Monday, January 27, 2014

Scissor-Tailed Flycatcher :: Part III :: Yes, Part III

This began a couple of weeks ago, when I dashed out the front door for a chance to finally come face to face with some real life Bird Watchers. This initial venture into Bird Watcher Watching was gratifying enough, but the fun did not stop there, and yesterday, I heard the siren's call, again, and dashed down the street
and spied an even bigger flock of birders! This time was extra special, as I finally saw first hand the very bird that is bringing the crowds out with binoculars, monoculars, field guides, floppy hats, telephoto lenses and craned necks: The Scissor-tailed Flycatcher!

A dove. Common, I suppose, but I do love them, and their cooing song.

Geoff alerts me to the presence of the Bird Watchers. He sees them when he's left for work. Apparently I find watching Bird Watchers irresistibly appealing, because no matter what I am doing, I pull on my boots, grab my camera, call out to whomever might care, The Bird Watchers are out! as I head out the door. Maria has been sorry to miss all the fun. You may recall, she's been keen to do a Big Year, and we've tried our hand at backyard birding. Today, the timing was just right and she and William dashed out the door with me. Yes, we hoped to see the Scissor-tailed Flycatcher, but now I am a confirmed watcher of Bird Watchers. I love their passion and enthusiasm, and, for a short time, sharing their adventure.

Our new friends today, are Debbie and Scot. They've come from Berkley, by way of the Road to California Quilt Show. Seriously? I could so totally enjoy a quilt show and birding road trip! Our friend, the Scissor-tailed Flycatcher, was shy today. Like our friends, Bonnie and Jeff, Debbie and Scot were really hopeful of seeing a California Gnatcatcher, too.

Darling, little bird. I wonder if I'll know it, if we ever cross flight paths.

Knowing perfectly well that my lens won't zoom sufficiently, I still can't help trying to get a shot, especially of a bird as bright and pretty as this tiny Goldfinch. Can you see it? I took four pictures. He never did turn his face, but no regrets. I like the memory the picture keeps.

Debbie told me about a place in Patagonia, Arizona, where you can sit in Marion and Wally Patton's backyard, and birdwatch. That's funny, because I am starting to think I could do the same, here, at the Bird House. Rather fitting, I think. Then again, maybe chickens aren't what Bird Watchers have in mind!

I loved hearing their stories, the bird counts and sightings. Debbie is sketching the birds she sees, and Scot keeps a a small journal, where he names and counts his birds. They inspired Maria to find her book, and revise her bird count. Scot and Debbie are planning a trip to Texas... there's great birding in Texas, where Eastern and Western birds can be spied. San Diego is tough to beat for weather and bird varieties, and coming soon: the 2014 San Diego Bird Festival!

The best parts about Bird Watchers? They're generous, and engaged, they're quietly embracing the bird's world, and enjoying the bird's life, and they're happy to share what they know, what they're enjoying. It's so simple. An innocent pass time, Anna Banana reflected.

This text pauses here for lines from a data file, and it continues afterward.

//! llmsforge CLI — documentation ingestion pipeline frontend.
//!
//! A thin caller of `llmsforge-core`: it loads config, wires the concrete
//! `reqwest`-backed adapters, builds one [`PipelineHandle`], and dispatches
//! to the requested subcommand. No orchestration logic lives here.

mod adapters;
mod commands;

use std::str::FromStr;
use std::sync::Arc;

use clap::Parser;
use color_eyre::eyre::{Result, eyre};
use llmsforge_core::PipelineHandle;
use llmsforge_governor::ResourceGovernor;
use llmsforge_registry::TaskRegistry;
use llmsforge_shared::config::{AppConfig, EmbeddingProviderKind, PipelineConfig, PipelineLlmProvider};
use llmsforge_shared::{load_config, validate_required_settings};

use adapters::{BraveWebSearch, ProviderEmbedder, ProviderLlm, QdrantStore, ReqwestBrowserPage};
use commands::{Cli, CliProgress};

const DEFAULT_VECTOR_COLLECTION: &str = "llmsforge_docs";

#[tokio::main]
async fn main() -> Result<()> {
    color_eyre::install()?;
    let cli = Cli::parse();
    commands::init_tracing(&cli);

    let app_config = load_config()?;
    validate_required_settings(&app_config)?;
    let handle = build_handle(&app_config).await?;

    commands::run(cli, &handle).await
}

async fn build_handle(app_config: &AppConfig) -> Result<PipelineHandle> {
    let config = PipelineConfig::try_from(app_config)?;

    let registry = TaskRegistry::load(config.task_store_path.clone()).await?;
    let governor = Arc::new(ResourceGovernor::new(&config.tunables));

    let web_search_key = std::env::var(&app_config.providers.web_search_api_key_env).unwrap_or_default();
    let web_search = Arc::new(BraveWebSearch::new(web_search_key));

    let browser = Arc::new(ReqwestBrowserPage::new());

    let (llm_api_key, llm_base_url) = llm_credentials(app_config, config.pipeline_llm_provider);
    let llm_provider_name = match config.pipeline_llm_provider {
        PipelineLlmProvider::Gemini => "gemini",
        PipelineLlmProvider::Ollama => "ollama",
        PipelineLlmProvider::Openrouter => "openrouter",
        PipelineLlmProvider::Chutes => "chutes",
    };
    let llm_model = config
        .pipeline_llm_model
        .clone()
        .unwrap_or_else(|| default_llm_model(config.pipeline_llm_provider).to_string());
    let llm = Arc::new(ProviderLlm::new(config.pipeline_llm_provider, llm_api_key, llm_base_url));

    let embedding_provider_str = app_config
        .embedding
        .provider
        .clone()
        .or_else(|| std::env::var("EMBEDDING_PROVIDER").ok())
        .ok_or_else(|| eyre!("EMBEDDING_PROVIDER is required"))?;
    let embedding_provider = EmbeddingProviderKind::from_str(&embedding_provider_str)?;
    let (embed_api_key, embed_base_url) = embedding_credentials(app_config, embedding_provider);
    let embedding_model = app_config
        .embedding
        .model
        .clone()
        .unwrap_or_else(|| default_embedding_model(embedding_provider).to_string());
    let embedder = Arc::new(ProviderEmbedder::new(embedding_provider, embed_api_key, embed_base_url));

    let vector_store_url = app_config
        .vector_store
        .url
        .clone()
        .or_else(|| std::env::var("VECTOR_STORE_URL").ok())
        .ok_or_else(|| eyre!("VECTOR_STORE_URL is required"))?;
    let store = Arc::new(QdrantStore::new(vector_store_url, app_config.vector_store.api_key.clone()));

    let progress = Arc::new(CliProgress::new());

    Ok(PipelineHandle::new(
        registry,
        governor,
        config,
        web_search,
        browser,
        llm,
        llm_provider_name,
        llm_model,
        embedder,
        embedding_model,
        store,
        DEFAULT_VECTOR_COLLECTION,
        progress,
    ))
}

fn llm_credentials(
    app_config: &AppConfig,
    provider: PipelineLlmProvider,
) -> (Option<String>, Option<String>) {
    match provider {
        PipelineLlmProvider::Gemini => (std::env::var(&app_config.providers.google_api_key_env).ok(), None),
        PipelineLlmProvider::Ollama => (None, app_config.providers.ollama_base_url.clone()),
        PipelineLlmProvider::Openrouter => (std::env::var("OPENROUTER_API_KEY").ok(), None),
        PipelineLlmProvider::Chutes => (std::env::var("CHUTES_API_KEY").ok(), None),
    }
}

fn embedding_credentials(
    app_config: &AppConfig,
    provider: EmbeddingProviderKind,
) -> (Option<String>, Option<String>) {
    match provider {
        EmbeddingProviderKind::Openai => (
            std::env::var(&app_config.providers.openai_api_key_env).ok(),
            app_config.providers.openai_base_url.clone(),
        ),
        EmbeddingProviderKind::Google => (std::env::var(&app_config.providers.google_api_key_env).ok(), None),
        EmbeddingProviderKind::Ollama => (None, app_config.providers.ollama_base_url.clone()),
    }
}

fn default_llm_model(provider: PipelineLlmProvider) -> &'static str {
    match provider {
        PipelineLlmProvider::Gemini => "gemini-1.5-flash",
        PipelineLlmProvider::Ollama => "llama3.1",
        PipelineLlmProvider::Openrouter => "openrouter/auto",
        PipelineLlmProvider::Chutes => "chutes/default",
    }
}

fn default_embedding_model(provider: EmbeddingProviderKind) -> &'static str {
    match provider {
        EmbeddingProviderKind::Openai => "text-embedding-3-small",
        EmbeddingProviderKind::Ollama => "nomic-embed-text",
        EmbeddingProviderKind::Google => "text-embedding-004",
    }
}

Meeting the Bird Watchers has become a nice treat. I like to think that these posts will be the first of many, and I will make more new friends, as I see new birds. I learn new things with each encounter, and the feeling of delight when seeing a bird, identifying it, observing it... it's sweet. The Cassin's Kingbirds were out, and making a joyful display.

After a few sightings, I began to recognize little patterns in his flight, and behavior. A couple of them were rising and landing off these high branches.

And this time, I think I am sure that Maria and I were definitely seeing the Cassin's Kingbirdsin our tree, a year-and-a-half ago! Scot and Debbie were happy to be seeing them, and one left the high branches and sat on the phone line overhead. We were able to enjoy nice, close views. Then we moved on to an open lot where we saw a field full of American Pipets. They were tiny and almost invisible, but once spied, you notice how charming they are, hopping about.

Technically, I might say there is a Fourth chapter to this Birding Saga, because later that afternoon Anna Banana rang me and asked if we could trek out in search of the Scissor-tailed Flycatcher? Indeed! Maria and I were happy for another birding excursion.

And we were rewarded with a tree full of Cedar Waxwings and more Kingbirds!